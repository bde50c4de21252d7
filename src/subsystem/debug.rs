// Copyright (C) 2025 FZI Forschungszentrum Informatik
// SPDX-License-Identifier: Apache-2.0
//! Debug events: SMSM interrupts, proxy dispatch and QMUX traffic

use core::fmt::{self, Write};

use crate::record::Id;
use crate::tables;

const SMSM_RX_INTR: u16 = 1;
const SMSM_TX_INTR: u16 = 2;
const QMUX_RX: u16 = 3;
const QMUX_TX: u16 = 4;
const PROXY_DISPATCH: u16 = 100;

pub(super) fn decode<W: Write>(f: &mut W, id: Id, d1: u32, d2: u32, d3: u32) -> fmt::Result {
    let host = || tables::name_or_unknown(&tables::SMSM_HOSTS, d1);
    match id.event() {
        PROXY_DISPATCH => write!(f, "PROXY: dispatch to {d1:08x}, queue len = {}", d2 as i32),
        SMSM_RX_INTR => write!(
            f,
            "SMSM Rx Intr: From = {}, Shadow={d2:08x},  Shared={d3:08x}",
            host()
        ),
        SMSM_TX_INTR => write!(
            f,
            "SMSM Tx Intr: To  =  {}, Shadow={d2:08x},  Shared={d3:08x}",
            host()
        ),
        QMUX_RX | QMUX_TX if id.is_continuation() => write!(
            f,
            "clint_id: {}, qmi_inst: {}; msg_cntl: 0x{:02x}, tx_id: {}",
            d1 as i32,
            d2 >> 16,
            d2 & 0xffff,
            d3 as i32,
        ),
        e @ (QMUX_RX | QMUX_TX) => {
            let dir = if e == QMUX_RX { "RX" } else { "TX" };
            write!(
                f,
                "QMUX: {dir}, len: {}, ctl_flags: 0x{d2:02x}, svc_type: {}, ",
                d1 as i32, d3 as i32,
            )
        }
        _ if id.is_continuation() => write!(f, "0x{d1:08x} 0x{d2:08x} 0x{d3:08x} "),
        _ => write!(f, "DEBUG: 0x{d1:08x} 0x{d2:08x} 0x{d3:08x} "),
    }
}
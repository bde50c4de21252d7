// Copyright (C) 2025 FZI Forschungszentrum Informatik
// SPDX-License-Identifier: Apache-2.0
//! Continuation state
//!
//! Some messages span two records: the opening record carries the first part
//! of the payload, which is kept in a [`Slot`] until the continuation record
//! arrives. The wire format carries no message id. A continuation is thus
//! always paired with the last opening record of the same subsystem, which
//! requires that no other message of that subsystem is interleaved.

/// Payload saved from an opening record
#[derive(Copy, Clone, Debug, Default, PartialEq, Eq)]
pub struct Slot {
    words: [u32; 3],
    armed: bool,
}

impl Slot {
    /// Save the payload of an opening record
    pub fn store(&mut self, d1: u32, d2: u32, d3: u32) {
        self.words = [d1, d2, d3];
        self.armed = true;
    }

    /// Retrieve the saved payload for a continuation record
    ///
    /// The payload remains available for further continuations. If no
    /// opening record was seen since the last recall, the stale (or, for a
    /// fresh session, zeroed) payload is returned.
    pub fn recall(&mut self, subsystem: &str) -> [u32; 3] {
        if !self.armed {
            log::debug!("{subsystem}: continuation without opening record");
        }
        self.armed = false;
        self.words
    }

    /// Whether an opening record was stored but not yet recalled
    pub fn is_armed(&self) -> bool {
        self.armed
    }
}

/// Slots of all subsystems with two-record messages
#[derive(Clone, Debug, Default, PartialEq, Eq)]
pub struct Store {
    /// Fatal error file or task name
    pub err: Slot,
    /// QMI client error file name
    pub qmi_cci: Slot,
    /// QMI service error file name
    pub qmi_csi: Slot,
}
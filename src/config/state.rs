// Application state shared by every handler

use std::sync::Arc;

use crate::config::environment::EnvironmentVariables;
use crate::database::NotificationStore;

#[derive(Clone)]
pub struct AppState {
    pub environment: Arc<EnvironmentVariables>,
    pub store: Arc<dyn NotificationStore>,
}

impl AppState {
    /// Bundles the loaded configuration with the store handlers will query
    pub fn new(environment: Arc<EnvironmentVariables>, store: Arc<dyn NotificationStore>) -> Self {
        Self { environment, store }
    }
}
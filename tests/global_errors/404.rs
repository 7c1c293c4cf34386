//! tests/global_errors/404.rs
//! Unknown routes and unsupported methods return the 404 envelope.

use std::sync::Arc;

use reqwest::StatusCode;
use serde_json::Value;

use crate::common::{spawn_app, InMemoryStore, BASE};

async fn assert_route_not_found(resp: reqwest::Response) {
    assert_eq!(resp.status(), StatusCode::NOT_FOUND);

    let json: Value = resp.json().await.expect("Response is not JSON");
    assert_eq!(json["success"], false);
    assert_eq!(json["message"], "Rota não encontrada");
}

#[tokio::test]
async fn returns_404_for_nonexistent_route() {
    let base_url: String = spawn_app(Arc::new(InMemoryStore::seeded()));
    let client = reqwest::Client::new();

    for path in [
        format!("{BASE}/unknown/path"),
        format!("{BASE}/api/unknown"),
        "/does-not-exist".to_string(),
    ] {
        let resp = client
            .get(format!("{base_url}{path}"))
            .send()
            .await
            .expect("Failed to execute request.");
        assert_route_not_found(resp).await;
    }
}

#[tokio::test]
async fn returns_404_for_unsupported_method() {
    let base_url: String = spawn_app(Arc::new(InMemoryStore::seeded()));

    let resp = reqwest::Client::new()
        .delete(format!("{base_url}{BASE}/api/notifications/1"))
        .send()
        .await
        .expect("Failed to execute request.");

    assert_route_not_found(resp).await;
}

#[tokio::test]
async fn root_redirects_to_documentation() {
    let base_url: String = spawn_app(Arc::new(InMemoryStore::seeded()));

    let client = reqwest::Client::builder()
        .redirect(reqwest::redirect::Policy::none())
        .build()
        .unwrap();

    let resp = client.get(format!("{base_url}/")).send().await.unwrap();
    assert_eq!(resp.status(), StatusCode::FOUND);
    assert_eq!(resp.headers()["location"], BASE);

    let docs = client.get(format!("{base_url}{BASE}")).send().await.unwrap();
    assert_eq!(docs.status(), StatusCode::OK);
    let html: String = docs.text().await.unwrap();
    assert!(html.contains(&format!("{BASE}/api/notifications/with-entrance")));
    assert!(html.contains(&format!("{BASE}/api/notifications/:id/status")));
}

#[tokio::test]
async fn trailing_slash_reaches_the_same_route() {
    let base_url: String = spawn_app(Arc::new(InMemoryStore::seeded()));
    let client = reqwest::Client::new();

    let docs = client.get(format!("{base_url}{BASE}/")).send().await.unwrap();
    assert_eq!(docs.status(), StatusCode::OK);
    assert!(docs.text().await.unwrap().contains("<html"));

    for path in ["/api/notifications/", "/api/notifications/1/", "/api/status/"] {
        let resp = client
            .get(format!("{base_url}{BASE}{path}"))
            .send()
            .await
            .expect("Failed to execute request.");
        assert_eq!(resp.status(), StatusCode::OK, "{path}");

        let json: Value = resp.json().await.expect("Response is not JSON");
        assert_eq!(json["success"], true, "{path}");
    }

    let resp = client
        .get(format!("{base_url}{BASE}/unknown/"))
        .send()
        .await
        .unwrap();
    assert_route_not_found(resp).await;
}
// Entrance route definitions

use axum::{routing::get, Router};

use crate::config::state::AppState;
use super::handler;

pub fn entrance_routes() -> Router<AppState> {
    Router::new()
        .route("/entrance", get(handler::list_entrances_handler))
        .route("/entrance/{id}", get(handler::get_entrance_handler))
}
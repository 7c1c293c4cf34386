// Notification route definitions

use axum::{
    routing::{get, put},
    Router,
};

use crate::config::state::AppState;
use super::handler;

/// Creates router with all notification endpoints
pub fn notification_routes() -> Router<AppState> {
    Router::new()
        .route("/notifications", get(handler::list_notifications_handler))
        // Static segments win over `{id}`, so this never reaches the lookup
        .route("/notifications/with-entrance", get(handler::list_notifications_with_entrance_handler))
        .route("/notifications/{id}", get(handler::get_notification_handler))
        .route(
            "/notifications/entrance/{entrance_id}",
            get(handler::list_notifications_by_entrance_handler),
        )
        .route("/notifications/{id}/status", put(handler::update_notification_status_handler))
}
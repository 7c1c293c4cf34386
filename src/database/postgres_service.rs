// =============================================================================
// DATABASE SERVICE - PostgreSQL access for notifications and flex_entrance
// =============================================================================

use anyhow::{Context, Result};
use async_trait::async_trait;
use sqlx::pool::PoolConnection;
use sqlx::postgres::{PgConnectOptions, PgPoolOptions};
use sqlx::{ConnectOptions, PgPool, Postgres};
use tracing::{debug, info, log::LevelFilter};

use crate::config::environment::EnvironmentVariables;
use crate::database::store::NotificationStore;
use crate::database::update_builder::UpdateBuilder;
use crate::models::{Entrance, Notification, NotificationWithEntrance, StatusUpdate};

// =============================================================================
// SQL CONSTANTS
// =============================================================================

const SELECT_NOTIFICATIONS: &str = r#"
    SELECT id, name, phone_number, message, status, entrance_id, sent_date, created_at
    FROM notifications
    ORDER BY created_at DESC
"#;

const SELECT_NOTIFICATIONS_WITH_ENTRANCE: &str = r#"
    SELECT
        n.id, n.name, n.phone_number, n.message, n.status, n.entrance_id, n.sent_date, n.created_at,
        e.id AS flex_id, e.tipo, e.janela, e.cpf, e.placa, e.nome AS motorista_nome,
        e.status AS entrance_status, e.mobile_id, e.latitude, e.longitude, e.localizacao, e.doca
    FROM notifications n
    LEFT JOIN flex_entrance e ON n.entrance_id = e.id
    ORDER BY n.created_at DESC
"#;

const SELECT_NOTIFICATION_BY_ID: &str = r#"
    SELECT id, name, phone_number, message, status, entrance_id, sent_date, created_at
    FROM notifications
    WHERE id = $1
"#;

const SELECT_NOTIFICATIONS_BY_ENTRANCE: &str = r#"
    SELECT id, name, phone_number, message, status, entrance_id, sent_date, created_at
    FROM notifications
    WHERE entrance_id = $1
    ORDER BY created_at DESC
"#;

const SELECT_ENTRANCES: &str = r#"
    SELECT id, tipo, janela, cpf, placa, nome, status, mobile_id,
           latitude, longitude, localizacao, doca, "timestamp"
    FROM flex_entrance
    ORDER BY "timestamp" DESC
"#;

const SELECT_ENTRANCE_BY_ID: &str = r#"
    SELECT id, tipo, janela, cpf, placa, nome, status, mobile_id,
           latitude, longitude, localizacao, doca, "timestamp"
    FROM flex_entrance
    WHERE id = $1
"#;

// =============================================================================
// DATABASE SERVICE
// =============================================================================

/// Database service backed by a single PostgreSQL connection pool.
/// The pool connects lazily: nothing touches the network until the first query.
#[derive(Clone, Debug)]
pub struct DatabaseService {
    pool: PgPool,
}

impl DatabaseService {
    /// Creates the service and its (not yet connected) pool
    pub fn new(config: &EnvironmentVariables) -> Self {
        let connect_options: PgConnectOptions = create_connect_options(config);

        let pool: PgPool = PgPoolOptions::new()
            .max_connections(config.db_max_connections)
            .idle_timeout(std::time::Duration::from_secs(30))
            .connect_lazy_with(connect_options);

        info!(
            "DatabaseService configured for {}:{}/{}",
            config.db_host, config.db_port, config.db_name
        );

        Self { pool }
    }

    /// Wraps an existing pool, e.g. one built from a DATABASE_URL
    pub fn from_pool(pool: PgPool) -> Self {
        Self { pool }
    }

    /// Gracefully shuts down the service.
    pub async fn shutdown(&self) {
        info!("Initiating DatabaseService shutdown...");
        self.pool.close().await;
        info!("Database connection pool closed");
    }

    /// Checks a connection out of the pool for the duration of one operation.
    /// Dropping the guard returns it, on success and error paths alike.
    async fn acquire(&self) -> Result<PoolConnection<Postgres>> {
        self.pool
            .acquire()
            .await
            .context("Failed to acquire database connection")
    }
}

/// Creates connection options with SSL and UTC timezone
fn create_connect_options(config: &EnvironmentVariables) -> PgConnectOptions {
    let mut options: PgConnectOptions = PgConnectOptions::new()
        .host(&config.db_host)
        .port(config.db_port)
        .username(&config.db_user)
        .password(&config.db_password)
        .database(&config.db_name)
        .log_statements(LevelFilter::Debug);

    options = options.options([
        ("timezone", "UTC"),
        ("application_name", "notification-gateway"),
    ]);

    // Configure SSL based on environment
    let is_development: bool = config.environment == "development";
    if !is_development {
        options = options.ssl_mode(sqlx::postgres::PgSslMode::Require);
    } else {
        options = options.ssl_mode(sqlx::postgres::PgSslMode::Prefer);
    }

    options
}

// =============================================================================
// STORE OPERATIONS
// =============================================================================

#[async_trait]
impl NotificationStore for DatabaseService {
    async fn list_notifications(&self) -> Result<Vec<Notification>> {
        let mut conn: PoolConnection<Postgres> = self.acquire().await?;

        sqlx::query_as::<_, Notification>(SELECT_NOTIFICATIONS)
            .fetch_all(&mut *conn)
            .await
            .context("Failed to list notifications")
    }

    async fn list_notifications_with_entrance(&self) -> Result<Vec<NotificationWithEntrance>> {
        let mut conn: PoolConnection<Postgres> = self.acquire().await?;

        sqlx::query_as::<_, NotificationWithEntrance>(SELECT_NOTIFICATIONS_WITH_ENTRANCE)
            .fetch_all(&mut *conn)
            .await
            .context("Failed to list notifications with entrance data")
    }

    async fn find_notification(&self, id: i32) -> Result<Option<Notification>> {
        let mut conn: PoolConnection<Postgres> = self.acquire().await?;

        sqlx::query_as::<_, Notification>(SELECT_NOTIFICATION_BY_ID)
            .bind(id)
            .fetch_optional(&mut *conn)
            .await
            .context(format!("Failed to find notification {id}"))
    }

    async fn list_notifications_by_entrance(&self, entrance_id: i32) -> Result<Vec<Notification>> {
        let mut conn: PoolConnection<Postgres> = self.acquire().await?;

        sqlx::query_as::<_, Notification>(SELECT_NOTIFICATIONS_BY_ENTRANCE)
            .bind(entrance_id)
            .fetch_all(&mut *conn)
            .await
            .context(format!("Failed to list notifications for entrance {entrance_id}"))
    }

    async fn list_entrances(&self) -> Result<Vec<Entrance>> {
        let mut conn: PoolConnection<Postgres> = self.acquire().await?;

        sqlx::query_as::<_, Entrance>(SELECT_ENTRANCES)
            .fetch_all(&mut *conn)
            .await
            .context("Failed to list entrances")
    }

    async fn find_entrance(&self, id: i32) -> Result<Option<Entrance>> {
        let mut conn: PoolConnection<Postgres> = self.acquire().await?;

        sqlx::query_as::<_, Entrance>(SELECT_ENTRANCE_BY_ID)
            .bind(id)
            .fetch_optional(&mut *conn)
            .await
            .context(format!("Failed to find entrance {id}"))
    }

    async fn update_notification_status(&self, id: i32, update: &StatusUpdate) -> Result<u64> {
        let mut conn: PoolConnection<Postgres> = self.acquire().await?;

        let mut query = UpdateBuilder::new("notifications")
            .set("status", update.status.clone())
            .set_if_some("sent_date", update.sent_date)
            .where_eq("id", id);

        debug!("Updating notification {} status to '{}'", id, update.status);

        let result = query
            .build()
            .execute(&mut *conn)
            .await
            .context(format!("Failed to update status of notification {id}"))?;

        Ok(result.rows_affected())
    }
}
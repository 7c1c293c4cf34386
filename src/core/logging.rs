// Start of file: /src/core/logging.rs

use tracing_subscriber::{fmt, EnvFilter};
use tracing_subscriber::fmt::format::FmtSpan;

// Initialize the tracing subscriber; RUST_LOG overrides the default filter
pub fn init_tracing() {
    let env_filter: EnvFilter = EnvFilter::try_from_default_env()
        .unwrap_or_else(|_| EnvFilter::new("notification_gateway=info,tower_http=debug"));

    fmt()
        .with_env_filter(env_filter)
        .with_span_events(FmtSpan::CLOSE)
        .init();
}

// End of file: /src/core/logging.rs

▬▬▬

→ Task description: Begin with the line above that has "pub(super) fn decode<W: Write>(f: &mut" and continue through the line that has "same subsystem, which", setting each one down exactly. Stop there.

→ Result of the task:
pub(super) fn decode<W: Write>(f: &mut W, id: Id, d1: u32, d2: u32, d3: u32) -> fmt::Result {
    let host = || tables::name_or_unknown(&tables::SMSM_HOSTS, d1);
    match id.event() {
        PROXY_DISPATCH => write!(f, "PROXY: dispatch to {d1:08x}, queue len = {}", d2 as i32),
        SMSM_RX_INTR => write!(
            f,
            "SMSM Rx Intr: From = {}, Shadow={d2:08x},  Shared={d3:08x}",
            host()
        ),
        SMSM_TX_INTR => write!(
            f,
            "SMSM Tx Intr: To  =  {}, Shadow={d2:08x},  Shared={d3:08x}",
            host()
        ),
        QMUX_RX | QMUX_TX if id.is_continuation() => write!(
            f,
            "clint_id: {}, qmi_inst: {}; msg_cntl: 0x{:02x}, tx_id: {}",
            d1 as i32,
            d2 >> 16,
            d2 & 0xffff,
            d3 as i32,
        ),
        e @ (QMUX_RX | QMUX_TX) => {
            let dir = if e == QMUX_RX { "RX" } else { "TX" };
            write!(
                f,
                "QMUX: {dir}, len: {}, ctl_flags: 0x{d2:02x}, svc_type: {}, ",
                d1 as i32, d3 as i32,
            )
        }
        _ if id.is_continuation() => write!(f, "0x{d1:08x} 0x{d2:08x} 0x{d3:08x} "),
        _ => write!(f, "DEBUG: 0x{d1:08x} 0x{d2:08x} 0x{d3:08x} "),
    }
}
repository bde50c4de21252d7
// Copyright (C) 2025 FZI Forschungszentrum Informatik
// SPDX-License-Identifier: Apache-2.0
//! Continuation state
//!
//! Some messages span two records: the opening record carries the first part
//! of the payload, which is kept in a [`Slot`] until the continuation record
//! arrives. The wire format carries no message id. A continuation is thus
//! always paired with the last opening record of the same subsystem, which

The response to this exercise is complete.